From: Luca Abeni <luca.abeni@unitn.it>
To: Peter Zijlstra <peterz@infradead.org>
Cc: Kirill Tkhai <tkhai@yandex.ru>, Juri Lelli <juri.lelli@arm.com>,
Ingo Molnar <mingo@redhat.com>,
"linux-kernel@vger.kernel.org" <linux-kernel@vger.kernel.org>,
"juri.lelli@gmail.com" <juri.lelli@gmail.com>
Subject: Re: Another SCHED_DEADLINE bug (with bisection and possible fix)
Date: Fri, 30 Jan 2015 11:25:16 +0100 [thread overview]
Message-ID: <54CB5C0C.7060008@unitn.it> (raw)
In-Reply-To: <20150128140803.GF23038@twins.programming.kicks-ass.net>
Hi Peter,
On 01/28/2015 03:08 PM, Peter Zijlstra wrote:
> On Thu, Jan 15, 2015 at 02:35:46PM +0100, Luca Abeni wrote:
>
>>> >From what I understand we should either modify the tasks run/sleep stats
>>> when we change its parameters or we should schedule a delayed release of
>>> the bandwidth delta (when it reaches its 0-lag point, if thats in the
>>> future).
>
>> I suspect the correct behaviour can be difficult to implement:
>> - When a SCHED_DEADLINE task ends (or changes its scheduling policy to
>> something different), its bandwidth cannot be released immediately,
>> but should be released at the "0-lag time" (which reminds me about the
>> GRUB patches... I had to implement a similar behaviour in those patches :)
>> - The same applies when the task changes its scheduling parameters decreasing
>> its bandwidth. In this case, we also need to update the current runtime (if
>> it is larger than the new runtime, set it to the new maximum value - I think
>> this is the safest thing to do)
>> - When a task changes its parameters to increase its bandwidth, be do not
>> have such problems.
>>
>> As far as I can see, if we apply the runtime / deadline changes starting from
>> the next reservation period we are safe (because the "0-lag time" is always
>> smaller than the current scheduling deadline).

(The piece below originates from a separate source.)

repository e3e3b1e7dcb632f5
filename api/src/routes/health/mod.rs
pub mod health_route;
pub mod prompt_log;

pub use prompt_log::PromptLogConfig;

>> This might cause some transient overloads (because if I change the parameters
>> of a task at time t, the update takes action a little bit later - at the next
>> scheduling deadline), but guarantees that a task never consumes more than
>> expected (for example: if a task continuously changes its bandwidth between
>> 0.4 and 0.3, it will never consume more than 0.4. I suspect that if we
>> immediately update dl_se->deadline and dl_se->runtime a task can arrive to
>> consume much more CPU time).
>
>
> OK, how about something like this; it seems to survive your Bug-Test for
> at least 50 cycles.
I tested your patch for 1 day, and it works fine for my testcases (no crashes,
hangs, or strange behaviours).
Also, the comments look ok to me.
Thanks,
Luca
>
> ---
> kernel/sched/core.c | 33 ++++++++++++++++++++++++++++-----
> kernel/sched/deadline.c | 3 ++-
> 2 files changed, 30 insertions(+), 6 deletions(-)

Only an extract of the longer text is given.